• Goal of the exercise
Use the entries below and reproduce exactly the lines from the one containing "let mut canvas" down to the one containing "let out = render(growth_table);", both of them included.

++++ Recorded data

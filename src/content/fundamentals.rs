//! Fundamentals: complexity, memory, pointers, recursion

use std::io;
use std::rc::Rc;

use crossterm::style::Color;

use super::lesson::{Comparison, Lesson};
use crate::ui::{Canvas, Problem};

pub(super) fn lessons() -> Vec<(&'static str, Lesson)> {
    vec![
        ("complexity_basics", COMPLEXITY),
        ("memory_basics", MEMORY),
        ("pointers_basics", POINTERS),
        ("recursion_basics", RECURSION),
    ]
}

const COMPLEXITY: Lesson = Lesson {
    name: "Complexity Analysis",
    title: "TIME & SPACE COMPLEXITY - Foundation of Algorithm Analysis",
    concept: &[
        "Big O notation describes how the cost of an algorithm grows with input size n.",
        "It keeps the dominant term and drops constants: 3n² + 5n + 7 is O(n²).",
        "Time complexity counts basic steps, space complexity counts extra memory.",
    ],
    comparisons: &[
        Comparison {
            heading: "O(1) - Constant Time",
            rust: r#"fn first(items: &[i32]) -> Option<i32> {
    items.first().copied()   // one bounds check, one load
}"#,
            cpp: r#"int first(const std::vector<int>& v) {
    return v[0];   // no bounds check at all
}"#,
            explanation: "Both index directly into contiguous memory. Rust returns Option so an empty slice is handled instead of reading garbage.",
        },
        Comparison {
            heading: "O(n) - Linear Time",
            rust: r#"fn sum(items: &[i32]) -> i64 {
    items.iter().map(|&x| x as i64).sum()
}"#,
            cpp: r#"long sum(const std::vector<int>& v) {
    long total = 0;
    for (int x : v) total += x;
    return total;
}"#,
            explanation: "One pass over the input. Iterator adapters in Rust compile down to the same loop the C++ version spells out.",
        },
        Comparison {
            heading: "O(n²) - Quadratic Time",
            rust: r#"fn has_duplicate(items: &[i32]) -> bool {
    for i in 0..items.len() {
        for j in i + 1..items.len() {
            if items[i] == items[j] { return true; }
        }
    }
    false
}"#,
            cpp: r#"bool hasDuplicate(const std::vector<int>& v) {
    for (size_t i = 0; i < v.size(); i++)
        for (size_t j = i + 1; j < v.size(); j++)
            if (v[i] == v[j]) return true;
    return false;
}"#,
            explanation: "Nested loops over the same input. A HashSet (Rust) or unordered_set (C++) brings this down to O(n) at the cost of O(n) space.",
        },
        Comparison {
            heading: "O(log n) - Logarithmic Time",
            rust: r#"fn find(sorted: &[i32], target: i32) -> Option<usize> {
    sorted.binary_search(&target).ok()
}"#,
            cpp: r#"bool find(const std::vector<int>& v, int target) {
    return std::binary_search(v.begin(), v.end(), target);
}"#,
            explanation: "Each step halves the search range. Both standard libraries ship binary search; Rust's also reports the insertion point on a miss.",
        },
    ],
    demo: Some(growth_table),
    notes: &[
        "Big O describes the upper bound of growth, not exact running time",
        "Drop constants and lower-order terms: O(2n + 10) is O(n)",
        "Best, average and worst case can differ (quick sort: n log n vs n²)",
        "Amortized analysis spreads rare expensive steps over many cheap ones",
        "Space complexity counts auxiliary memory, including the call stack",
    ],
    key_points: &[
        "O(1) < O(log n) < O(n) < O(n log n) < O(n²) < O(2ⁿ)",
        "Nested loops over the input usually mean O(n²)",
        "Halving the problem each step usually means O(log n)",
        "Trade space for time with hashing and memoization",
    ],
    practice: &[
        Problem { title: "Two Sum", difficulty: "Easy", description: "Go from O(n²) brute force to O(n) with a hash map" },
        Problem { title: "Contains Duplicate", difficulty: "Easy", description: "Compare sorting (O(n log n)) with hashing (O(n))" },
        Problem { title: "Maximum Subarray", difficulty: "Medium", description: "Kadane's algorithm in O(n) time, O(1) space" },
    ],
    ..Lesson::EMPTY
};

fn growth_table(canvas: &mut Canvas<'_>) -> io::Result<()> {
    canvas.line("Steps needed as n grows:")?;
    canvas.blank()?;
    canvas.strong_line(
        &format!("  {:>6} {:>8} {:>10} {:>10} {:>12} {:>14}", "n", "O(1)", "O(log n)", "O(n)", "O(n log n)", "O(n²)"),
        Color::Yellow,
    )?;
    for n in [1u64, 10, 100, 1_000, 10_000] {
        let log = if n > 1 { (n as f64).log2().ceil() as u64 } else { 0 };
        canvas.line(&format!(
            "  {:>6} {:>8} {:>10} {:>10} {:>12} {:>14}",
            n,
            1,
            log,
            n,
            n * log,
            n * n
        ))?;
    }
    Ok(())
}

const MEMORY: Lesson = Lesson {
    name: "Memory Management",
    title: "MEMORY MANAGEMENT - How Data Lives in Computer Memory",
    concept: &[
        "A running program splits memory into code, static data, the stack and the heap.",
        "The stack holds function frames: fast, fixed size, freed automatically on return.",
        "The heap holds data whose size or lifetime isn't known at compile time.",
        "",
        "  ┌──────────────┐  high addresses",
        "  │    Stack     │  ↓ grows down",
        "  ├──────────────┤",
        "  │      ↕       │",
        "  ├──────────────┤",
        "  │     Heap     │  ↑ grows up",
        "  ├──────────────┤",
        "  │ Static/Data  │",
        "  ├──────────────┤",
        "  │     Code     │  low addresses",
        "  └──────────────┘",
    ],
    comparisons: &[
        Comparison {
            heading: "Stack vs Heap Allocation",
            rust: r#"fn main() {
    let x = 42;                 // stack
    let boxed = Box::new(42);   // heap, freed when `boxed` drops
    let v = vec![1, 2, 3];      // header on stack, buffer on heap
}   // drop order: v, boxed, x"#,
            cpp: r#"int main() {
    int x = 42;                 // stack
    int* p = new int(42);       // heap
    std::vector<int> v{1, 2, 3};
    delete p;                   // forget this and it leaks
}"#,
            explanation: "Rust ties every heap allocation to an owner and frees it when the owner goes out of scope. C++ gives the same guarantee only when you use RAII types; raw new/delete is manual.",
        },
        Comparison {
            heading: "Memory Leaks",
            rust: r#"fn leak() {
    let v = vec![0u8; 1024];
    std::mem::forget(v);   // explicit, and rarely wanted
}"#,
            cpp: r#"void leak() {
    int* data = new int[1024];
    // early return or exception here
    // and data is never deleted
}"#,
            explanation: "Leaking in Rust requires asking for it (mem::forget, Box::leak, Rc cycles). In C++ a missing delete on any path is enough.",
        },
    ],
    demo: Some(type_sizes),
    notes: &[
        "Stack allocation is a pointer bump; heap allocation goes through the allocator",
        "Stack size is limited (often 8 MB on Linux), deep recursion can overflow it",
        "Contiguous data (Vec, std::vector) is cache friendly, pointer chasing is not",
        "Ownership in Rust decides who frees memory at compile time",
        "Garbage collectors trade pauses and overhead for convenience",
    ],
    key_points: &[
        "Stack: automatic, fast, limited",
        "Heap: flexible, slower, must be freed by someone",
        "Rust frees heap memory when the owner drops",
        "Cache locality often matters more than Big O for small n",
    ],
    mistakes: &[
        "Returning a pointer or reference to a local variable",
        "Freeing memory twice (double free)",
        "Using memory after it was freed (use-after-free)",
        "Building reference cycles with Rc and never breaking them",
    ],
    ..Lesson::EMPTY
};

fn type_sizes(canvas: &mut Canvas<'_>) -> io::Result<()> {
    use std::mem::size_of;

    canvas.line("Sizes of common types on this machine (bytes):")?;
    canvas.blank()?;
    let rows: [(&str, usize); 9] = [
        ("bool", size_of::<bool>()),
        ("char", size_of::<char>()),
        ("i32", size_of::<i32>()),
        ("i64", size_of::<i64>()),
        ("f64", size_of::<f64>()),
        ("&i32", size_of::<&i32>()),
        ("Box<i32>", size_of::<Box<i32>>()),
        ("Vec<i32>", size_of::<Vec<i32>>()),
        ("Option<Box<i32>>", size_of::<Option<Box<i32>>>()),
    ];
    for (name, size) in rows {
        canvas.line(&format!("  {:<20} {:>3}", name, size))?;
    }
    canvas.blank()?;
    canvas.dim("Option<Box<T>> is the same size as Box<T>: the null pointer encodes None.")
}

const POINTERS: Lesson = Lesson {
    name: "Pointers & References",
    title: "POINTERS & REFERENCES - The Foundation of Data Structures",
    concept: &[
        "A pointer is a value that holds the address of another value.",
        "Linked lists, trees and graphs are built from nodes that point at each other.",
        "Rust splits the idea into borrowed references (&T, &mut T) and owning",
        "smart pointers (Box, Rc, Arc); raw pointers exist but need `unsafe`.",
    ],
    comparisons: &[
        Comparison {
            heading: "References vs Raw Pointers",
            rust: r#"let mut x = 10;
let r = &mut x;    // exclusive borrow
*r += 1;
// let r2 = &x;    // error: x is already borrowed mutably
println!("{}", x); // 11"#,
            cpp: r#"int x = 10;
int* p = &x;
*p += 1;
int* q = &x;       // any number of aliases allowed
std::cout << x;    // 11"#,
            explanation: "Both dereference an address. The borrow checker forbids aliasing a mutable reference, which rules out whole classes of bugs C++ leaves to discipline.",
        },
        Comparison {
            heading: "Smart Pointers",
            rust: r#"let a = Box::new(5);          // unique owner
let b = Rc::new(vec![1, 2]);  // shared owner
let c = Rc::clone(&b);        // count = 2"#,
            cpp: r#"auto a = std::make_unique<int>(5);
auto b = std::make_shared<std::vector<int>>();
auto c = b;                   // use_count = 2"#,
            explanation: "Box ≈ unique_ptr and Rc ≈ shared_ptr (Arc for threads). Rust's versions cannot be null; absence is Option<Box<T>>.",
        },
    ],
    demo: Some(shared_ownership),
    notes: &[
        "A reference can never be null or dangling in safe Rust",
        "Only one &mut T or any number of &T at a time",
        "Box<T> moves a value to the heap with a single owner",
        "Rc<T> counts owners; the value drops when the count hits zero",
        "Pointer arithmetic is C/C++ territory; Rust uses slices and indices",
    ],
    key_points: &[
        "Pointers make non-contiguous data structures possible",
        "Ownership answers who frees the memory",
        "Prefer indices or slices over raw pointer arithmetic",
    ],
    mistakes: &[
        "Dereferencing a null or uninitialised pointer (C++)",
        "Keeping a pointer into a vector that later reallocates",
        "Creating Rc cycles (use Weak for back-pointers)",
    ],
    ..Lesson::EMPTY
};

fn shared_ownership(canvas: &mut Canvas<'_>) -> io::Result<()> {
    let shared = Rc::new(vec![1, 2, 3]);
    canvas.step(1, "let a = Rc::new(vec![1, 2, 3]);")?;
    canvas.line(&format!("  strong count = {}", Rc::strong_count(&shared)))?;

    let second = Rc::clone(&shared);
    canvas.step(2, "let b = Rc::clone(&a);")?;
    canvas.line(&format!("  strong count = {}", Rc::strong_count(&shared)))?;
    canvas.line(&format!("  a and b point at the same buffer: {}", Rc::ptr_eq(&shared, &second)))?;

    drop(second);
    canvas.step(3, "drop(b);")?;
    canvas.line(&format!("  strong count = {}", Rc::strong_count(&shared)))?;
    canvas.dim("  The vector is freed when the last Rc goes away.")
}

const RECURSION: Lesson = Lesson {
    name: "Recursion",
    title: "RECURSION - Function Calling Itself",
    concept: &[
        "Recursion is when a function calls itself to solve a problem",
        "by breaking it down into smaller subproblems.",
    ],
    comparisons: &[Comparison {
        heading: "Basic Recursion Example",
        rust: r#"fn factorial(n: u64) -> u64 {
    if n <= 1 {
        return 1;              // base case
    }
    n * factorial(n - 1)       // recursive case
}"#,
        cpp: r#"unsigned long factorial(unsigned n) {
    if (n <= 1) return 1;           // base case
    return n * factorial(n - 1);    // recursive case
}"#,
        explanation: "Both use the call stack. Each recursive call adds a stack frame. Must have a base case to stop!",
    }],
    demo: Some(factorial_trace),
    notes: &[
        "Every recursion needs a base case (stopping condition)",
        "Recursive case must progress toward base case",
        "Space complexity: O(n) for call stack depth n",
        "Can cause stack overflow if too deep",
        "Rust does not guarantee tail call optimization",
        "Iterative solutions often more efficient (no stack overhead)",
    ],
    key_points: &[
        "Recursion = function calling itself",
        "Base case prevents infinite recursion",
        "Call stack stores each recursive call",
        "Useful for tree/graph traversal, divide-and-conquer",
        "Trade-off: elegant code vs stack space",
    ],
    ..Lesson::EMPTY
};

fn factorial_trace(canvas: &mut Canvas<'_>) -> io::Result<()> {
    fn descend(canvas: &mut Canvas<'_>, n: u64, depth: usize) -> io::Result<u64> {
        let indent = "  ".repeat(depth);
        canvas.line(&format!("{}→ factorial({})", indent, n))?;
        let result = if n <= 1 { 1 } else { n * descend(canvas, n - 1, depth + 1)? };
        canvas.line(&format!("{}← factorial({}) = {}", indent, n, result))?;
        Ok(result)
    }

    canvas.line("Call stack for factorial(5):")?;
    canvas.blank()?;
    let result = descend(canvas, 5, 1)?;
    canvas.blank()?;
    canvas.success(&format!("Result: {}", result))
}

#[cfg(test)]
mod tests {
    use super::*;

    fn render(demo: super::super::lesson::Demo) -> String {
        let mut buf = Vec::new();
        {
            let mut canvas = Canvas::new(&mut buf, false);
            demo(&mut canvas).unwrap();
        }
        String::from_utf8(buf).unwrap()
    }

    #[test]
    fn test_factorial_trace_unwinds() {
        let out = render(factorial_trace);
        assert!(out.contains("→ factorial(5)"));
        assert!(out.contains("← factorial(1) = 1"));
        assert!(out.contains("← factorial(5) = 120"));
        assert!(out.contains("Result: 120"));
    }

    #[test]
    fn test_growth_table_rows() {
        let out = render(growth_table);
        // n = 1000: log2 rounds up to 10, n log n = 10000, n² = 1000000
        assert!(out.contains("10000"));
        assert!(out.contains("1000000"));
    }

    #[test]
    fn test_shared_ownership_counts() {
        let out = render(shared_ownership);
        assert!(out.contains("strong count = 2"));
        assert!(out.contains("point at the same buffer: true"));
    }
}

++++++++
++++ Recorded data

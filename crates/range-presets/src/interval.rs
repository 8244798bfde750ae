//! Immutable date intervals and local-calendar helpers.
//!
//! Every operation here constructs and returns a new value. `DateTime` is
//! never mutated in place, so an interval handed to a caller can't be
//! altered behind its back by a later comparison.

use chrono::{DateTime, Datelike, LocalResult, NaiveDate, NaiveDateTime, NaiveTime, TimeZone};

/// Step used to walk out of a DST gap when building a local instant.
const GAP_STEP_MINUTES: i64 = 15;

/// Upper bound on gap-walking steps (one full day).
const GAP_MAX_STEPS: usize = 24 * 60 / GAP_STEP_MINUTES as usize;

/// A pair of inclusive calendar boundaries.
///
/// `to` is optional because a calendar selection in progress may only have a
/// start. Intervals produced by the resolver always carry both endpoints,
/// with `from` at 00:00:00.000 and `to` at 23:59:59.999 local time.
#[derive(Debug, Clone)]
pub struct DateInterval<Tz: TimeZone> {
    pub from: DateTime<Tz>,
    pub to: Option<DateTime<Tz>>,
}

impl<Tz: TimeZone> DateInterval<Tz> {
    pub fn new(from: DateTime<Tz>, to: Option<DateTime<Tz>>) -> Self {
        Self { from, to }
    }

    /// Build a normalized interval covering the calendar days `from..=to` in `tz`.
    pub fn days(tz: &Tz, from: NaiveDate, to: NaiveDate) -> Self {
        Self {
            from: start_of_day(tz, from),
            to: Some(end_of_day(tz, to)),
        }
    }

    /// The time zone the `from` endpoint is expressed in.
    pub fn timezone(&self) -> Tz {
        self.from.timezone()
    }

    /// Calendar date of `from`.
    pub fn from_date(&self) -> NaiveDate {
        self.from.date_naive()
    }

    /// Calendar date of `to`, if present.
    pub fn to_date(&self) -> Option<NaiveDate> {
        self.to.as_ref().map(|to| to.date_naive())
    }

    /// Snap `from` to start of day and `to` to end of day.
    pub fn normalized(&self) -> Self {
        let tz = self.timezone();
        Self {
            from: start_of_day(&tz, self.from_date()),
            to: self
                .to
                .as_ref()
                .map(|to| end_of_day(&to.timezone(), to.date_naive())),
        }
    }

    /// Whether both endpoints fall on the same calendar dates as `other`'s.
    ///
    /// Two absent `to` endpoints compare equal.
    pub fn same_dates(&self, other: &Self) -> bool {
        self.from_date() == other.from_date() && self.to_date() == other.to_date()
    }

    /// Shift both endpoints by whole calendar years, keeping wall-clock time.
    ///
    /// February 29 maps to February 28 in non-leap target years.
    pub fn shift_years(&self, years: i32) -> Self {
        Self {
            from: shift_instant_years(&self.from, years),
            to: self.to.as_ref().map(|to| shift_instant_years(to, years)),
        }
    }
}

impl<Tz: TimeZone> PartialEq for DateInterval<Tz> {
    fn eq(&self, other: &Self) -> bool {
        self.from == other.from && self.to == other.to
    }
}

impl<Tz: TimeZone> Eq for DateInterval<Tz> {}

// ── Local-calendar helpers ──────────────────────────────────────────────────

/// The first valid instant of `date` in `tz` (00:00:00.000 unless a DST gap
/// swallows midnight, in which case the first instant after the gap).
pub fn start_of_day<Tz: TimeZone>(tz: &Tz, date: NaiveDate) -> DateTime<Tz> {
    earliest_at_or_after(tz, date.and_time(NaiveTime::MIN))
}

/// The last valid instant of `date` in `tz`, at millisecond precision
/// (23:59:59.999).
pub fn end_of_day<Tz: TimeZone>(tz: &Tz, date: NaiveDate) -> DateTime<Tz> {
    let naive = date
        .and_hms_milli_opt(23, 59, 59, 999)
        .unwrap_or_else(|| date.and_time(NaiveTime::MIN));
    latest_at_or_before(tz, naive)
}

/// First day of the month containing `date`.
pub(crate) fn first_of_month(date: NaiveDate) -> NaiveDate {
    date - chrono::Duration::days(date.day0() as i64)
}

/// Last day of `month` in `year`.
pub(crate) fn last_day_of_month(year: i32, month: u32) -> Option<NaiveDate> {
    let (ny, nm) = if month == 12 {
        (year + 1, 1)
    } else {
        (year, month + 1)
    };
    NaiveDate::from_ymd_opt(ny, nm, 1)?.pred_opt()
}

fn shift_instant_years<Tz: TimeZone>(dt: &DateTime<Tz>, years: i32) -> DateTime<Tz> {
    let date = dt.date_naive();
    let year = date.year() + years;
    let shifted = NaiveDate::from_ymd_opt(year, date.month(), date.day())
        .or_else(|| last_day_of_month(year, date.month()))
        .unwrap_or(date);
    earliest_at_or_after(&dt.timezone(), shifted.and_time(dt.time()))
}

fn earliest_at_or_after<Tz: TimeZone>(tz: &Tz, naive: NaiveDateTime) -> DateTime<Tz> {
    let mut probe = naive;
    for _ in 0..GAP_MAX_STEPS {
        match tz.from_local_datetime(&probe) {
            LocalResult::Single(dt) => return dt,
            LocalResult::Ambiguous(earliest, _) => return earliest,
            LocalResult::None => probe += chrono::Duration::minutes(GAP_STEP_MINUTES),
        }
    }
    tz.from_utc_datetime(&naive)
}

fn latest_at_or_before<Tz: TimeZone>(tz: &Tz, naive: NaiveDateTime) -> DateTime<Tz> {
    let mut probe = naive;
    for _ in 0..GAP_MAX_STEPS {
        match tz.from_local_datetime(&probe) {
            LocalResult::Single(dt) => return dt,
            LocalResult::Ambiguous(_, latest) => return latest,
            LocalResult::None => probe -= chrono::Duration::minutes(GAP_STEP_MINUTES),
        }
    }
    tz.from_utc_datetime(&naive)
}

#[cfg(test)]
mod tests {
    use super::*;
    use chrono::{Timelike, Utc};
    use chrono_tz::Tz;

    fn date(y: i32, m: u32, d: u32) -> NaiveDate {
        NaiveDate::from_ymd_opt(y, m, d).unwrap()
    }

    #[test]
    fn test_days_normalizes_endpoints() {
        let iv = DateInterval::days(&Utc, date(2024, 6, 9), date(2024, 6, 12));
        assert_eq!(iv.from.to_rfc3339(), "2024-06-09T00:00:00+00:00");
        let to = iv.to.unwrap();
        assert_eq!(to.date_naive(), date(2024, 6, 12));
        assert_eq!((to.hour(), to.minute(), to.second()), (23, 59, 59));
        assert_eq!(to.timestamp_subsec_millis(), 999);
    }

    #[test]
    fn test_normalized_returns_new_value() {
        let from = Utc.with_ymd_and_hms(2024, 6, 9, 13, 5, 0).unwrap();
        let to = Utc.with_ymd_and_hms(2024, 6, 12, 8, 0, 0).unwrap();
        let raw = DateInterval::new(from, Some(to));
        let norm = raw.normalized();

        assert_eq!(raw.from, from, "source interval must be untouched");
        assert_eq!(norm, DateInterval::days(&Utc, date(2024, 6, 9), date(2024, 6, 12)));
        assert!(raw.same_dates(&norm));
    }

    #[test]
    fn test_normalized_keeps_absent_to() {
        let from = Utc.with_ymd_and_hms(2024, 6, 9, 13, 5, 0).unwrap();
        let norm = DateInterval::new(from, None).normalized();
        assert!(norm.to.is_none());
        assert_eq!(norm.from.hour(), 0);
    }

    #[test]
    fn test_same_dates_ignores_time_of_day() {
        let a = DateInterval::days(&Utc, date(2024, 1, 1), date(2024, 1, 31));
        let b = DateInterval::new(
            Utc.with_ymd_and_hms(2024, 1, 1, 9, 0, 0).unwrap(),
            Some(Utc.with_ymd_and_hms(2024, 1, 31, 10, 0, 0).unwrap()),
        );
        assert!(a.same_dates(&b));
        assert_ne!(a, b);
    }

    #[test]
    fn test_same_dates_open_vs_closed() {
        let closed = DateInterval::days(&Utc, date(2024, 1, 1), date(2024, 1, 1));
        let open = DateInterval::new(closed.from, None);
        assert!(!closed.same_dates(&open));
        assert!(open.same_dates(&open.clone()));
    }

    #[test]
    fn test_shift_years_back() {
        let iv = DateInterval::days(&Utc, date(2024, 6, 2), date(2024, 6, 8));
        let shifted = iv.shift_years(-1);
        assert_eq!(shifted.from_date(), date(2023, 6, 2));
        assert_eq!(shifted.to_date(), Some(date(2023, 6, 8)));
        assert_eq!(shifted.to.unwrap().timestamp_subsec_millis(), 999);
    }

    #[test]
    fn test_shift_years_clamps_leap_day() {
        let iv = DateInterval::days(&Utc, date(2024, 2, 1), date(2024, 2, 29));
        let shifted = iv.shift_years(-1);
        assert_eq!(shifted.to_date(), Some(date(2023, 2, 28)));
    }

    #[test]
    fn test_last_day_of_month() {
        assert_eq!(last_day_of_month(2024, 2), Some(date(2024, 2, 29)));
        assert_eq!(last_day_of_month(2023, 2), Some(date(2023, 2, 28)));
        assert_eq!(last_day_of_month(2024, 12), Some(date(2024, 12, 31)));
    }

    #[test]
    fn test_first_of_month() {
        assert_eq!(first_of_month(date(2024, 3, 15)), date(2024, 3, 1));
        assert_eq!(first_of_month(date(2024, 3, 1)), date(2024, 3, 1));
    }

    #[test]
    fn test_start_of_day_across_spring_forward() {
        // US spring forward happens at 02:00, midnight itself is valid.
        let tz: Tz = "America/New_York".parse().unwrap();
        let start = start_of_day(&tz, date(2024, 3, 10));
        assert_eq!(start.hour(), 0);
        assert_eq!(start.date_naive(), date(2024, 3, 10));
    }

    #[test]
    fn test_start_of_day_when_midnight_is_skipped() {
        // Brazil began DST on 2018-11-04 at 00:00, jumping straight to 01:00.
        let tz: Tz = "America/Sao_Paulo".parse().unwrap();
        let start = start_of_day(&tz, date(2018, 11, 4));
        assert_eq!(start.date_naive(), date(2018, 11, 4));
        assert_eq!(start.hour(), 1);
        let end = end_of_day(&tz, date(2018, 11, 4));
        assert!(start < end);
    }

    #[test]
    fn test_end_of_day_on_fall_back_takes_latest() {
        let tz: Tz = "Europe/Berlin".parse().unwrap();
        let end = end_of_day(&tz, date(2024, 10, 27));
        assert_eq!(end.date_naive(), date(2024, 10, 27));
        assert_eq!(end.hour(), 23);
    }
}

++++++++

• Solution
            let mut canvas = Canvas::new(&mut buf, false);
            demo(&mut canvas).unwrap();
        }
        String::from_utf8(buf).unwrap()
    }

    #[test]
    fn test_factorial_trace_unwinds() {
        let out = render(factorial_trace);
        assert!(out.contains("→ factorial(5)"));
        assert!(out.contains("← factorial(1) = 1"));
        assert!(out.contains("← factorial(5) = 120"));
        assert!(out.contains("Result: 120"));
    }

    #[test]
    fn test_growth_table_rows() {
        let out = render(growth_table);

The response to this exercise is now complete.